Data for this task =
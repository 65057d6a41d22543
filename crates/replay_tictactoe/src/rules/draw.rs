//! Draw detection logic for tic-tac-toe.

use super::super::{Board, Square};
use super::win::winning_line;
use tracing::instrument;

/// Checks if the board is full (all squares occupied).
#[instrument(skip(board))]
pub fn is_full(board: &Board) -> bool {
    board.squares().iter().all(|s| *s != Square::Empty)
}

/// A full board with no winning line is a draw.
#[instrument(skip(board))]
pub fn is_draw(board: &Board) -> bool {
    winning_line(board).is_none() && is_full(board)
}
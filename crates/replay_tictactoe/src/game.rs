//! Game state with time-travel move history.

use super::action::{Activation, HistoryError};
use super::history::MoveRecord;
use super::invariants::{HistoryInvariants, InvariantSet};
use super::rules::{self, Evaluation};
use super::status::GameStatus;
use super::{Board, Player, Position};
use serde::{Deserialize, Serialize};
use tracing::{debug, instrument};

/// A game session: every board snapshot played so far and the one being viewed.
///
/// The viewed move is the single source of truth for what is displayed and
/// whose turn it is. Everything else (board, player, status) is derived from
/// it on read.
///
/// Deserialized states are checked against the history invariants and
/// rejected with [`HistoryError::InvalidHistory`] when any of them fails.
#[derive(Debug, Clone, PartialEq, Eq, Serialize, Deserialize)]
#[serde(try_from = "RecordedGame")]
pub struct GameState {
    history: Vec<MoveRecord>,
    current_move: usize,
}

/// Unchecked form of [`GameState`] as read from storage.
#[derive(Deserialize)]
struct RecordedGame {
    history: Vec<MoveRecord>,
    current_move: usize,
}

impl TryFrom<RecordedGame> for GameState {
    type Error = HistoryError;

    #[instrument(
        skip_all,
        fields(records = recorded.history.len(), current_move = recorded.current_move)
    )]
    fn try_from(recorded: RecordedGame) -> Result<Self, Self::Error> {
        let game = Self {
            history: recorded.history,
            current_move: recorded.current_move,
        };
        HistoryInvariants::check_all(&game).map_err(|violations| {
            let reason = violations
                .iter()
                .map(|v| v.description.as_str())
                .collect::<Vec<_>>()
                .join("; ");
            debug!(%reason, "Rejecting recorded game");
            HistoryError::InvalidHistory { reason }
        })?;
        Ok(game)
    }
}

impl GameState {
    /// Creates a new game at the empty board.
    #[instrument]
    pub fn new() -> Self {
        Self {
            history: vec![MoveRecord::start()],
            current_move: 0,
        }
    }

    /// Places the active player's mark at `pos` on the viewed board.
    ///
    /// Any moves after the viewed one are discarded before the new snapshot
    /// is appended, and the view moves to the new snapshot. If the viewed
    /// board is already won or the square is taken nothing changes and the
    /// reason is returned.
    #[instrument(skip(self), fields(current_move = self.current_move))]
    pub fn activate_cell(&mut self, pos: Position) -> Activation {
        let board = self.current_board();
        if !rules::can_activate(board, pos) {
            let rejected = if board.is_empty(pos) {
                Activation::GameDecided
            } else {
                Activation::CellOccupied
            };
            debug!(position = %pos, reason = %rejected, "Ignoring cell activation");
            return rejected;
        }

        let player = self.active_player();
        let next = board.with_mark(pos, player);

        let discarded = self.history.len() - (self.current_move + 1);
        self.history.truncate(self.current_move + 1);
        self.history.push(MoveRecord::new(next, pos));
        self.current_move = self.history.len() - 1;

        debug!(
            position = %pos,
            %player,
            discarded,
            current_move = self.current_move,
            "Mark placed"
        );

        debug_assert!(
            HistoryInvariants::check_all(self).is_ok(),
            "History invariants violated"
        );

        Activation::Placed
    }

    /// Views the snapshot after move `move_index` without touching history.
    ///
    /// # Errors
    ///
    /// Returns [`HistoryError::MoveOutOfRange`] when `move_index` is not a
    /// recorded move; the view is left unchanged.
    #[instrument(skip(self), fields(current_move = self.current_move))]
    pub fn jump_to(&mut self, move_index: usize) -> Result<(), HistoryError> {
        if move_index >= self.history.len() {
            return Err(HistoryError::MoveOutOfRange {
                requested: move_index,
                len: self.history.len(),
            });
        }
        self.current_move = move_index;
        debug!(move_index, "Jumped to move");
        Ok(())
    }

    /// Recorded snapshots, starting with the empty board.
    pub fn history(&self) -> &[MoveRecord] {
        &self.history
    }

    /// Index of the viewed move.
    pub fn current_move(&self) -> usize {
        self.current_move
    }

    /// Board of the viewed move.
    pub fn current_board(&self) -> &Board {
        self.history[self.current_move].board()
    }

    /// Player who moves next from the viewed board.
    pub fn active_player(&self) -> Player {
        Player::for_move(self.current_move)
    }

    /// Rules evaluation of the viewed board.
    pub fn evaluation(&self) -> Evaluation {
        rules::evaluate(self.current_board())
    }

    /// Status of the viewed board.
    pub fn status(&self) -> GameStatus {
        let board = self.current_board();
        let evaluation = rules::evaluate(board);
        match evaluation.winning_line {
            Some(line) => match board.get(line.positions()[0]).player() {
                Some(winner) => GameStatus::Winner(winner),
                None => GameStatus::NextPlayer(self.active_player()),
            },
            None if evaluation.is_draw => GameStatus::Draw,
            None => GameStatus::NextPlayer(self.active_player()),
        }
    }

    /// Replays `positions` from a new game, ignoring rejected activations.
    #[instrument]
    pub fn replay(positions: &[Position]) -> Self {
        let mut game = Self::new();
        for pos in positions {
            game.activate_cell(*pos);
        }
        game
    }
}

#[cfg(test)]
impl GameState {
    /// Builds a state from raw parts, bypassing every check.
    pub(crate) fn from_parts(history: Vec<MoveRecord>, current_move: usize) -> Self {
        Self {
            history,
            current_move,
        }
    }
}

impl Default for GameState {
    fn default() -> Self {
        Self::new()
    }
}

#[cfg(test)]
mod tests {
    use super::*;
    use crate::Square;

    fn at(index: usize) -> Position {
        Position::from_index(index).expect("index in range")
    }

    #[test]
    fn test_new_game() {
        let game = GameState::new();
        assert_eq!(game.history().len(), 1);
        assert_eq!(game.current_move(), 0);
        assert_eq!(game.active_player(), Player::X);
        assert_eq!(game.status(), GameStatus::NextPlayer(Player::X));
        assert_eq!(game.history()[0].placed(), None);
    }

    #[test]
    fn test_marks_alternate() {
        let mut game = GameState::new();
        assert!(game.activate_cell(Position::Center).is_placed());
        assert!(game.activate_cell(Position::TopLeft).is_placed());
        assert_eq!(game.current_board().get(Position::Center), Square::Occupied(Player::X));
        assert_eq!(game.current_board().get(Position::TopLeft), Square::Occupied(Player::O));
        assert_eq!(game.active_player(), Player::X);
    }

    #[test]
    fn test_occupied_cell_is_ignored() {
        let mut game = GameState::new();
        game.activate_cell(Position::Center);
        let before = game.clone();
        assert_eq!(game.activate_cell(Position::Center), Activation::CellOccupied);
        assert_eq!(game, before);
    }

    #[test]
    fn test_decided_game_is_ignored() {
        let mut game = GameState::replay(&[at(0), at(3), at(1), at(4), at(2)]);
        assert_eq!(game.status(), GameStatus::Winner(Player::X));
        let before = game.clone();
        assert_eq!(game.activate_cell(at(8)), Activation::GameDecided);
        assert_eq!(game, before);
    }

    #[test]
    fn test_history_length_after_move_from_k() {
        let mut game = GameState::replay(&[at(0), at(1), at(2), at(3)]);
        for k in 0..game.history().len() {
            let mut branch = game.clone();
            branch.jump_to(k).expect("k in range");
            // Cell 8 is empty on every snapshot of this game.
            assert!(branch.activate_cell(at(8)).is_placed());
            assert_eq!(branch.history().len(), k + 2);
            assert_eq!(branch.history()[..=k], game.history()[..=k]);
        }
        game.jump_to(0).expect("start exists");
        assert_eq!(game.history().len(), 5);
    }

    #[test]
    fn test_jump_out_of_range() {
        let mut game = GameState::replay(&[at(4)]);
        let before = game.clone();
        assert_eq!(
            game.jump_to(2),
            Err(HistoryError::MoveOutOfRange { requested: 2, len: 2 })
        );
        assert_eq!(game, before);
    }

    #[test]
    fn test_recorded_game_must_satisfy_invariants() {
        let empty = serde_json::from_str::<GameState>(r#"{"history":[],"current_move":0}"#);
        let err = empty.expect_err("empty history is rejected").to_string();
        assert!(err.contains("History starts with the empty board"));
        assert!(err.contains("Viewed move is within the history"));

        let dangling = serde_json::json!({ "history": [MoveRecord::start()], "current_move": 1 });
        assert!(serde_json::from_value::<GameState>(dangling).is_err());

        let skipped_turn = serde_json::json!({
            "history": [
                MoveRecord::start(),
                MoveRecord::new(Board::new().with_mark(at(4), Player::O), at(4)),
            ],
            "current_move": 1,
        });
        assert!(serde_json::from_value::<GameState>(skipped_turn).is_err());

        let game = GameState::replay(&[at(4), at(0)]);
        let json = serde_json::to_value(&game).expect("serializable");
        assert_eq!(serde_json::from_value::<GameState>(json).expect("valid game"), game);
    }

    #[test]
    fn test_status_follows_viewed_move() {
        let mut game = GameState::replay(&[at(0), at(3), at(1), at(4), at(2)]);
        game.jump_to(4).expect("move 4 exists");
        assert_eq!(game.status(), GameStatus::NextPlayer(Player::X));
        assert_eq!(game.evaluation().winning_line, None);
        game.jump_to(5).expect("move 5 exists");
        assert_eq!(game.status(), GameStatus::Winner(Player::X));
    }
}
use anyhow::{Context, Result};
use listree::{list, tree, ConvertConfig, Converter, Strategy};

fn main() -> Result<()> {
    let values = list::parse_values("-10, -3, 0, 5, 9, 12, 20")
        .context("demo values should parse")?;
    let head = list::from_values(values);

    let config = ConvertConfig::new()
        .with_strategy(Strategy::Flatten)
        .with_sorted_check(true);
    let conversion = Converter::new(config)
        .run(head.as_deref())
        .context("demo list should be sorted")?;

    let root = conversion.root.as_deref();
    if let Some(node) = root {
        println!("Compact: {}", node);
    }
    println!("Levels:\n{}", tree::render_levels(root));
    println!(
        "Height {} (bound {}), size {}",
        conversion.height,
        conversion.height_bound(),
        tree::size(root)
    );

    Ok(())
}
//! File-to-text extraction keyed by extension.
//!
//! Upstream of the pipeline: turns an uploaded file into the raw document
//! text. Plain-text formats are read as-is, structured markup is decoded to
//! text, PDF goes through the Pdfium runtime (behind the `pdf` feature).
//! Anything else fails with a clear unsupported-extension error.

use std::path::Path;

use pulldown_cmark::{Event, Parser, Tag};
use scraper::{Html, Selector};

use crate::error::PipelineError;

/// Reads `path` and returns its text content, routed by file extension.
///
/// Supported: `.txt` and `.tex` (raw), `.md`/`.markdown` (Markdown decoded),
/// `.html`/`.htm` (markup stripped), `.pdf` (with the `pdf` feature).
pub fn extract_file_text(path: impl AsRef<Path>) -> Result<String, PipelineError> {
    let path = path.as_ref();
    let extension = path
        .extension()
        .and_then(|ext| ext.to_str())
        .map(str::to_ascii_lowercase)
        .unwrap_or_default();

    match extension.as_str() {
        "txt" | "tex" => Ok(std::fs::read_to_string(path)?),
        "md" | "markdown" => Ok(markdown_to_text(&std::fs::read_to_string(path)?)),
        "html" | "htm" => Ok(html_to_text(&std::fs::read_to_string(path)?)),
        #[cfg(feature = "pdf")]
        "pdf" => pdf_to_text(&std::fs::read(path)?),
        "" => Err(PipelineError::UnsupportedInput(format!(
            "file '{}' has no extension",
            path.display()
        ))),
        other => Err(PipelineError::UnsupportedInput(format!(
            "unsupported file extension: .{other}"
        ))),
    }
}

/// Flattens Markdown to plain text, keeping paragraph breaks.
fn markdown_to_text(source: &str) -> String {
    let mut text = String::new();
    for event in Parser::new(source) {
        match event {
            Event::Text(content) | Event::Code(content) => text.push_str(&content),
            Event::SoftBreak => text.push(' '),
            Event::HardBreak => text.push('\n'),
            Event::End(Tag::Paragraph | Tag::Heading(..) | Tag::Item) => text.push_str("\n\n"),
            _ => {}
        }
    }
    text.trim().to_string()
}

/// Strips markup, keeping the body's text nodes with collapsed whitespace.
fn html_to_text(source: &str) -> String {
    let document = Html::parse_document(source);
    let body = Selector::parse("body").ok().and_then(|selector| {
        document.select(&selector).next()
    });
    let pieces: Vec<&str> = match body {
        Some(body) => body.text().collect(),
        None => document.root_element().text().collect(),
    };
    pieces
        .join(" ")
        .split_whitespace()
        .collect::<Vec<_>>()
        .join(" ")
}

/// Extracts text from a PDF byte buffer, one page per paragraph.
#[cfg(feature = "pdf")]
fn pdf_to_text(bytes: &[u8]) -> Result<String, PipelineError> {
    use pdfium_render::prelude::Pdfium;

    let bindings = Pdfium::bind_to_system_library().map_err(|err| {
        PipelineError::UnsupportedInput(format!("failed to load the Pdfium runtime: {err}"))
    })?;
    let pdfium = Pdfium::new(bindings);
    let document = pdfium
        .load_pdf_from_byte_slice(bytes, None)
        .map_err(|err| PipelineError::UnsupportedInput(format!("failed to load PDF: {err}")))?;

    let mut text = String::new();
    for page in document.pages().iter() {
        let page_text = page
            .text()
            .map_err(|err| {
                PipelineError::UnsupportedInput(format!("failed to extract PDF page text: {err}"))
            })?
            .all();
        if page_text.is_empty() {
            continue;
        }
        if !text.is_empty() {
            text.push_str("\n\n");
        }
        text.push_str(&page_text);
    }
    Ok(text)
}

Task = Each line from the beginning of the entries to the line with "use super::history::MoveRecord;" must be repeated exactly, with both end lines kept and no other lines given.

Answer space =
repository 65057d6a41d22543
filename crates/replay_tictactoe/src/rules/draw.rs
//! Draw detection logic for tic-tac-toe.

use super::super::{Board, Square};
use super::win::winning_line;
use tracing::instrument;

/// Checks if the board is full (all squares occupied).
#[instrument(skip(board))]
pub fn is_full(board: &Board) -> bool {
    board.squares().iter().all(|s| *s != Square::Empty)
}

/// A full board with no winning line is a draw.
#[instrument(skip(board))]
pub fn is_draw(board: &Board) -> bool {
    winning_line(board).is_none() && is_full(board)
}
filename crates/replay_tictactoe/src/game.rs
//! Game state with time-travel move history.

use super::action::{Activation, HistoryError};
use super::history::MoveRecord;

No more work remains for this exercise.